DENVER – Facing a feed cost increase of 12% in the coming year, livestock producers will likely be profit challenged in 2021, coming off a year when average margins in the poultry, pork and beef sectors were negative due to supply-demand shifts created by the coronavirus (COVID-19) pandemic.
The 12% increase for feed costs would represent the biggest year-over-year jump since 2011, as futures for corn and soybean meal top $4 per bushel and $350 per ton, respectively. Demand for more US feed from China is the main driver behind the historic price increase, according to a new report from CoBank.
China’s demand comes as the country works to rebuild its domestic hog herd after it was decimated by an outbreak of African swine fever (ASF) over the past two years. After losing more than 50% of its domestic hog supply since 2018, it became the biggest importer of beef and pork in the world and is now positioned to re-establish its domestic supply.

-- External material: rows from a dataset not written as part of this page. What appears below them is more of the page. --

use axum::middleware::{from_fn, from_fn_with_state};
use axum::{Extension, Router};
use dotenvy::dotenv;
use sqlx::PgPool;
use tokio::net::TcpListener;
use tokio::signal;
use std::time::Duration;
use tower_http::cors::CorsLayer;
use tower_http::timeout::TimeoutLayer;
use tower_http::trace::TraceLayer;
use tracing_subscriber::layer::SubscriberExt;
use tracing_subscriber::util::SubscriberInitExt;
use tracing_subscriber::EnvFilter;
use utoipa::OpenApi;
use utoipa_swagger_ui::SwaggerUi;

mod api;
mod config;
mod db;
mod middleware;
mod utils;
mod workflow;

use crate::api::auth::AuthDoc;
use crate::api::media::MediaDoc;
use crate::config::Config;
use crate::db::queries::artist::ArtistDoc;
use crate::db::queries::booking::BookingDoc;
use crate::db::queries::chapter::ChapterDoc;
use crate::db::queries::requests::RequestDoc;
use crate::db::queries::user::UserDoc;
use crate::middleware::auth::{actor_middleware, create_actor_cache, jwt_middleware, AdminPolicy};

#[tokio::main]
async fn main() {
    dotenv().ok();
    Config::init();

    std::fs::create_dir_all("logs").expect("Failed to create logs directory");
    let file_appender = tracing_appender::rolling::daily("logs", "app.log");
    let (non_blocking, _guard) = tracing_appender::non_blocking(file_appender);

    tracing_subscriber::registry()
        .with(EnvFilter::try_from_default_env().unwrap_or_else(|_| EnvFilter::new("info")))
        .with(tracing_subscriber::fmt::layer())
        .with(tracing_subscriber::fmt::layer().with_ansi(false).with_writer(non_blocking))
        .init();

    let pool = db::pool::get_db_pool().await;
    sqlx::migrate!("./migrations")
        .run(&pool)
        .await
        .expect("Failed to run database migrations");

    let actor_cache = create_actor_cache();
    let admin_policy = AdminPolicy::from_config(&Config::get());

    let merged_doc = AuthDoc::openapi()
        .merge_from(UserDoc::openapi())
        .merge_from(ArtistDoc::openapi())
        .merge_from(BookingDoc::openapi())
        .merge_from(ChapterDoc::openapi())
        .merge_from(RequestDoc::openapi())
        .merge_from(MediaDoc::openapi());

    let public_routes = Router::new()
        .merge(api::auth::auth_routes())
        .merge(api::artist::public_artist_routes())
        .merge(api::booking::public_booking_routes())
        .merge(api::chapter::public_chapter_routes())
        .merge(api::media::public_media_routes());

    let private_routes = Router::new()
        .merge(api::auth::secure_auth_routes())
        .merge(api::user::user_routes())
        .merge(api::artist::artist_routes())
        .merge(api::booking::booking_routes())
        .merge(api::chapter::chapter_routes())
        .merge(api::requests::request_routes())
        .merge(api::media::media_routes())
        .route_layer(from_fn_with_state(pool.clone(), actor_middleware))
        .route_layer(from_fn(jwt_middleware));

    let app = Router::new()
        .merge(api::health::health_routes())
        .merge(public_routes)
        .merge(private_routes)
        .merge(SwaggerUi::new("/swagger").url("/api-docs/openapi.json", merged_doc))
        .layer(TraceLayer::new_for_http())
        .layer(TimeoutLayer::new(Duration::from_secs(30)))
        .layer(CorsLayer::permissive())
        .layer(Extension(actor_cache))
        .layer(Extension(admin_policy))
        .with_state(pool.clone());

    run_server(app, pool).await;
}

async fn run_server(app: Router, pool: PgPool) {
    let addr = Config::get().bind_addr.clone();
    let listener = TcpListener::bind(&addr)
        .await
        .expect("Failed to bind listener");
    tracing::info!(%addr, "server listening");

    axum::serve(listener, app)
        .with_graceful_shutdown(shutdown_signal(pool))
        .await
        .expect("Server encountered an error");
}

async fn shutdown_signal(pool: PgPool) {
    signal::ctrl_c()
        .await
        .expect("Failed to install Ctrl+C handler");
    tracing::info!("shutdown signal received, closing database pool");
    pool.close().await;
}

One result of the effort means China will triple its imports of corn in the coming year, according to the US Department of Agriculture, with the lion’s share coming from the United States. As it rebuilds its herd, China’s imports of protein are forecast to decrease by 3% next year. CoBank expects imports numbers to decline more in the coming years.
While livestock producers have enjoyed advantageous feed costs that steadily declined each year for most of the past decade, the pandemic turned the tables on supply and demand. Margins have gradually recovered, but more challenges are expected ahead, according to Will Sawyer, lead animal protein economist with CoBank.
“Most producers lost money during the year, but that’s been in the midst of some of the most extreme volatility in global food demand anyone has ever seen,” Sawyer said. “Industry margins are far better today than they were in the spring, but there will be tighter windows of opportunity for the livestock and poultry sectors to profit in 2021.”
Those windows will be influenced by feed cost inflation that is expected to increase by 14% for hog producers; 13% for cattle producers and 11% for the chicken segment. But Sawyer pointed out the bright spots for the coming year as evolving market conditions may result in improved margins for producers.
“While animal protein and poultry producers face a higher cost structure in 2021, margin opportunity will increasingly come from revenue rather than cost,” Sawyer said. “And fortunately, there are positive signs that producers and processors may benefit from higher beef, pork, and poultry prices to cushion higher feed costs.”
The report highlighted some of the progress being made toward normalization in the market, including investments in 2020 of approximately $2.5 billion by US processors to protect workers and reduce the threat of additional plant shutdowns. The ensuing distribution and administration of COVID-19 vaccines across the world is another positive step toward normalization of foodservice and retail buying patterns.
According to CoBank, “The financial impact of COVID-19 looks to be far less in the coming year than what the industry has endured in 2020.”